Título: Morro, de luto, retira a bandeira do Brasil
Autor: Costa, Ana Cláudia
Fonte: O Globo, 17/06/2008, Rio, p. 15
A GUERRA DO RIO: Em clima de tensão, Exército e polícia vigiam acessos a favela. Militares são insultados
Hospital cancela consultas, Restaurante Popular recebe ameaça de bomba, ônibus são desviados e camelódromo fecha
Ana Cláudia Costa
Os arredores do Morro da Providência amanheceram ontem com faixas pretas em sinal de luto pela morte dos três rapazes que foram levados do morro na manhã de sábado por integrantes do Exército. Os três foram entregues a traficantes do Morro da Mineira e apareceram ontem mortos em Duque de Caxias. A bandeira do Brasil, hasteada no alto do morro pelo Exército, foi retirada. Moradores disseram que iam colocar no local uma bandeira preta, como forma de protesto e de luto pela morte dos rapazes, o que não tinha acontecido até o fim da tarde de ontem.
Devido aos protestos feitos durante todo o fim de semana, nos acessos do morro, a direção do Hospital dos Servidores do Estado optou por cancelar todas as consultas agendadas para ontem. O hospital ficou fechado. Somente cirurgias foram realizadas. Na Rua Sacadura Cabral, onde fica o hospital, o comércio também não abriu as portas. O Restaurante Popular, na Central, fechou as portas mais cedo.

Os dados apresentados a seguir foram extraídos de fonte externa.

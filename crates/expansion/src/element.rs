use crate::{
	expand_array, expand_iri, expand_literal, expand_node, expand_value, Error, Expanded,
	ForwardToContext, GivenLiteralValue, LiteralValue, Loader, Options, Warning, WarningHandler,
};
use json_ld_context_processing::{Options as ProcessingOptions, Process};
use json_ld_core::{
	context::TermDefinition, object, Context, Id, Indexed, Object, Term, ValidId,
};
use json_ld_syntax::{Keyword, Nullable};
use json_syntax::{object::Entry, Value};
use std::borrow::Cow;

pub(crate) struct ExpandedEntry<'a>(pub &'a str, pub Term, pub &'a Value);

#[derive(Clone, Copy)]
pub(crate) enum ActiveProperty<'a> {
	Some(&'a str),
	None,
}

impl<'a> ActiveProperty<'a> {
	pub fn is_some(&self) -> bool {
		matches!(self, Self::Some(_))
	}

	pub fn is_none(&self) -> bool {
		matches!(self, Self::None)
	}

	pub fn get_from(&self, context: &Context) -> Option<TermDefinition> {
		match self {
			Self::Some(s) => context.get(s),
			Self::None => None,
		}
	}
}

impl<'a> PartialEq<Keyword> for ActiveProperty<'a> {
	fn eq(&self, other: &Keyword) -> bool {
		match self {
			Self::Some(s) => *s == other.as_str(),
			_ => false,
		}
	}
}

/// Result of the expansion of a single element in a JSON-LD document.
pub(crate) type ElementExpansionResult = Result<Expanded, Error>;

/// Expand an element.
///
/// See <https://www.w3.org/TR/json-ld11-api/#expansion-algorithm>.
/// The default specified value for `ordered` and `from_map` is `false`.
#[allow(clippy::too_many_arguments)]
pub(crate) async fn expand_element<'a>(
	active_context: &'a Context,
	active_property: ActiveProperty<'a>,
	element: &'a Value,
	base_url: Option<&'a iref::Iri>,
	options: Options,
	from_map: bool,
	loader: &impl Loader,
	warnings: &mut impl WarningHandler,
) -> ElementExpansionResult {
	// If `element` is null, return null.
	if element.is_null() {
		return Ok(Expanded::Null);
	}

	let active_property_definition = active_property.get_from(active_context);
	let active_property_normal = active_property_definition
		.as_ref()
		.and_then(|d| d.as_normal());

	// If `active_property` has a term definition in `active_context` with a local context,
	// initialize property-scoped context to that local context.
	let mut property_scoped_base_url = None;
	let property_scoped_context = if let Some(normal) = active_property_normal {
		if let Some(base_url) = normal.base_url.as_ref() {
			property_scoped_base_url = Some(base_url.clone());
		}

		normal.context.as_deref()
	} else {
		None
	};

	match element {
		Value::Null => unreachable!(),
		Value::Array(element) => {
			Box::pin(expand_array(
				active_context,
				active_property,
				active_property_definition,
				element,
				base_url,
				options,
				from_map,
				loader,
				warnings,
			))
			.await
		}

		Value::Object(element) => {
			// Preliminary key expansions.
			let mut preliminary_value_entry = None;
			let mut preliminary_id_entry = None;
			for Entry { key, value } in element.entries() {
				match expand_iri(
					active_context,
					Nullable::Some(key.as_str().into()),
					false,
					Some(options.policy.vocab),
					&mut ForwardToContext(warnings),
				)? {
					Some(Term::Keyword(Keyword::Value)) => {
						preliminary_value_entry = Some(value.clone())
					}
					Some(Term::Keyword(Keyword::Id)) => preliminary_id_entry = Some(value.clone()),
					_ => (),
				}
			}

			// Otherwise element is a map.
			// If `active_context` has a `previous_context`, the active context is not
			// propagated.
			let mut active_context = Cow::Borrowed(active_context);
			if let Some(previous_context) = active_context.previous_context() {
				if !from_map
					&& preliminary_value_entry.is_none()
					&& !(element.len() == 1 && preliminary_id_entry.is_some())
				{
					active_context = Cow::Owned(previous_context.clone())
				}
			}

			// If `property_scoped_context` is defined, set `active_context` to the result of
			// the Context Processing algorithm.
			if let Some(property_scoped_context) = property_scoped_context {
				let processing_options: ProcessingOptions = options.into();
				active_context = Cow::Owned(
					property_scoped_context
						.process_with(
							active_context.as_ref(),
							loader,
							property_scoped_base_url,
							processing_options.with_override(),
						)
						.await?
						.into_processed(),
				);
			}

			// If `element` contains the entry `@context`, set `active_context` to the result
			// of the Context Processing algorithm.
			if let Some(local_context) = element
				.get_unique("@context")
				.map_err(Error::duplicate_key_ref)?
			{
				let local_context: json_ld_syntax::context::Context =
					json_syntax::from_value(local_context.clone())
						.map_err(|e| Error::InvalidContext(e.to_string()))?;

				active_context = Cow::Owned(
					local_context
						.process_with(
							active_context.as_ref(),
							loader,
							base_url.map(ToOwned::to_owned),
							options.into(),
						)
						.await?
						.into_processed(),
				);
			}

			let entries: Cow<[Entry]> = if options.ordered {
				Cow::Owned(element.entries().to_vec())
			} else {
				Cow::Borrowed(element.entries())
			};

			let mut type_entries: Vec<&Entry> = Vec::new();
			for entry @ Entry { key, .. } in entries.iter() {
				let expanded_key = expand_iri(
					active_context.as_ref(),
					Nullable::Some(key.as_str().into()),
					false,
					Some(options.policy.vocab),
					&mut ForwardToContext(warnings),
				)?;

				if let Some(Term::Keyword(Keyword::Type)) = expanded_key {
					type_entries.push(entry);
				}
			}

			type_entries.sort_unstable_by_key(|entry| &entry.key);

			// Initialize `type_scoped_context` to `active_context`.
			let type_scoped_context: &Context = active_context.as_ref();
			let mut active_context = Cow::Borrowed(type_scoped_context);

			// For each `key` and `value` in `element` ordered lexicographically by key where
			// key IRI expands to @type:
			for Entry { value, .. } in &type_entries {
				let value = Value::force_as_array(value);

				let mut sorted_value = Vec::with_capacity(value.len());
				for term in value {
					if let Some(s) = term.as_str() {
						sorted_value.push(s);
					}
				}

				sorted_value.sort_unstable();

				for term in sorted_value {
					if let Some(term_definition) = type_scoped_context.get(term) {
						if let Some(local_context) = term_definition
							.as_normal()
							.and_then(|d| d.context.as_deref())
						{
							let term_base_url = term_definition
								.as_normal()
								.and_then(|d| d.base_url.clone());
							let processing_options: ProcessingOptions = options.into();
							active_context = Cow::Owned(
								local_context
									.process_with(
										active_context.as_ref(),
										loader,
										term_base_url,
										processing_options.without_propagation(),
									)
									.await?
									.into_processed(),
							);
						}
					}
				}
			}

			// Initialize `input_type` to expansion of the last value of the first entry in
			// `element` expanding to `@type` (if any).
			let input_type = if let Some(Entry { value, .. }) = type_entries.first() {
				let value = Value::force_as_array(value);
				if let Some(input_type) = value.last() {
					input_type
						.as_str()
						.map(|input_type_str| {
							expand_iri(
								active_context.as_ref(),
								Nullable::Some(input_type_str.into()),
								false,
								Some(options.policy.vocab),
								&mut ForwardToContext(warnings),
							)
						})
						.transpose()?
						.flatten()
				} else {
					None
				}
			} else {
				None
			};

			let mut expanded_entries: Vec<ExpandedEntry> = Vec::with_capacity(element.len());
			let mut list_entry = None;
			let mut set_entry = None;
			let mut value_entry = None;
			for Entry { key, value } in entries.iter() {
				if key.is_empty() {
					warnings.handle(Warning::EmptyTerm);
				}

				let expanded_key = expand_iri(
					active_context.as_ref(),
					Nullable::Some(key.as_str().into()),
					false,
					Some(options.policy.vocab),
					&mut ForwardToContext(warnings),
				)?;

				if let Some(expanded_key) = expanded_key {
					match &expanded_key {
						Term::Keyword(Keyword::Value) => value_entry = Some(value.clone()),
						Term::Keyword(Keyword::List) => {
							if active_property.is_some() && active_property != Keyword::Graph {
								list_entry = Some(value.clone())
							}
						}
						Term::Keyword(Keyword::Set) => set_entry = Some(value.clone()),
						Term::Id(Id::Valid(ValidId::Blank(id))) => {
							warnings.handle(Warning::BlankNodeIdProperty(id.clone()));
						}
						_ => (),
					}

					expanded_entries.push(ExpandedEntry(key, expanded_key, value))
				}
			}

			if let Some(list_entry) = list_entry {
				// List objects.
				let mut index = None;
				for ExpandedEntry(_, expanded_key, value) in expanded_entries {
					match expanded_key {
						Term::Keyword(Keyword::Index) => match value.as_str() {
							Some(value) => index = Some(value.to_string()),
							None => return Err(Error::InvalidIndexValue),
						},
						Term::Keyword(Keyword::List) => (),
						_ => return Err(Error::InvalidSetOrListObject),
					}
				}

				let mut result = Vec::new();
				let list_entry = Value::force_as_array(&list_entry);
				for item in list_entry {
					let e = Box::pin(expand_element(
						active_context.as_ref(),
						active_property,
						item,
						base_url,
						options,
						false,
						loader,
						warnings,
					))
					.await?;
					result.extend(e)
				}

				Ok(Expanded::Object(Indexed::new(
					Object::List(object::List::new(result)),
					index,
				)))
			} else if let Some(set_entry) = set_entry {
				// Set objects.
				for ExpandedEntry(_, expanded_key, _) in expanded_entries {
					match expanded_key {
						Term::Keyword(Keyword::Index) => (),
						Term::Keyword(Keyword::Set) => (),
						_ => return Err(Error::InvalidSetOrListObject),
					}
				}

				Box::pin(expand_element(
					active_context.as_ref(),
					active_property,
					&set_entry,
					base_url,
					options,
					false,
					loader,
					warnings,
				))
				.await
			} else if let Some(value_entry) = value_entry {
				// Value objects.
				let expanded_value = expand_value(
					active_context.as_ref(),
					options.policy.vocab,
					input_type,
					type_scoped_context,
					expanded_entries,
					&value_entry,
					warnings,
				)?;

				if let Some(value) = expanded_value {
					Ok(Expanded::Object(value))
				} else {
					Ok(Expanded::Null)
				}
			} else {
				// Node objects.
				let e = Box::pin(expand_node(
					active_context.as_ref(),
					type_scoped_context,
					active_property,
					expanded_entries,
					base_url,
					options,
					loader,
					warnings,
				))
				.await?;

				if let Some(result) = e {
					Ok(Expanded::Object(result.map_inner(Object::from)))
				} else {
					Ok(Expanded::Null)
				}
			}
		}

		_ => {
			// Literals.

			// If `active_property` is `null` or `@graph`, drop the free-floating scalar.
			if active_property.is_none() || active_property == Keyword::Graph {
				return Ok(Expanded::Null);
			}

			let active_context = if let Some(property_scoped_context) = property_scoped_context {
				let property_base_url = active_property_normal.and_then(|n| n.base_url.clone());

				let result = property_scoped_context
					.process_with(active_context, loader, property_base_url, options.into())
					.await?
					.into_processed();
				Cow::Owned(result)
			} else {
				Cow::Borrowed(active_context)
			};

			// Return the result of the Value Expansion algorithm.
			Ok(Expanded::Object(expand_literal(
				active_context.as_ref(),
				options.policy.vocab,
				active_property,
				LiteralValue::Given(GivenLiteralValue::new(element)),
				warnings,
			)?))
		}
	}
}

Houve uma denúncia de que uma bomba explodiria no prédio, que foi vasculhado pela polícia, mas nada foi encontrado.
Somente no sábado, 20 ônibus depredados
Durante todo o dia de ontem, seis linhas de ônibus da Viação Real Auto Ônibus também deixaram de circular pelo viaduto São Sebastião com medo de depredações. Os ônibus foram desviados para a Avenida Rodrigues Alves. Segundo o inspetor de linhas da empresa Reinaldo Delmiro, somente no sábado, 20 ônibus foram depredados por manifestantes nos arredores do Morro da Providência. A medida tomada, segundo ele, visava a proteger passageiros dos ônibus e funcionários da empresa.
Com o clima de tensão instaurado no Morro da Providência desde a manhã de sábado, até o camelódromo da Central do Brasil optou por fechar. O comércio informal abriu as portas ontem normalmente, mas, por volta das 12h, por medida de precaução, já que havia boatos de que moradores da Providência fariam novo protesto, os comerciantes do camelódromo resolveram baixar as portas.
Na manhã de ontem, antes mesmo que ônibus cedidos para levar integrantes da comunidade para o enterro dos jovens no Cemitério São João Batista, em Botafogo, chegassem à comunidade, moradores se aglomeravam próximo à Associação de Moradores, na Estrada da Gamboa. Alguns chegaram a insultar integrantes do Exército que faziam o patrulhamento em uma rampa próxima à associação.
O patrulhamento foi reforçado em todo o morro. De acordo com o comandante do 1º Comando de Patrulhamento de Área, coronel Marcus Jardim, cerca de 150 policiais militares, do Batalhão de Choque, do 5º BPM (Praça da Harmonia ) e do 1º BPM (Estácio), reforçaram o policiamento no local para evitar manifestações. Equipes do Exército também permaneceram nos acessos do morro próximo à associação de moradores.
Parente diz que equipes de militares estão despreparadas
De acordo com um parente de um militar do Exército destacado para o patrulhamento no Morro da Providência, as equipes que fazem plantão no local são pequenas e despreparadas. Preocupado porque ele não voltou para casa desde sábado, esse parente disse que o militar certa vez lhe contou que há acordo entre o Exército e o tráfico de drogas para que as equipes permaneçam no local.
- Todos lá sabem que essa é uma ocupação eleitoreira. Os jovens do Exército não estão preparados para ficar lá e existe, sim, acordo com o tráfico e, lá, ninguém mexe com ninguém - disse.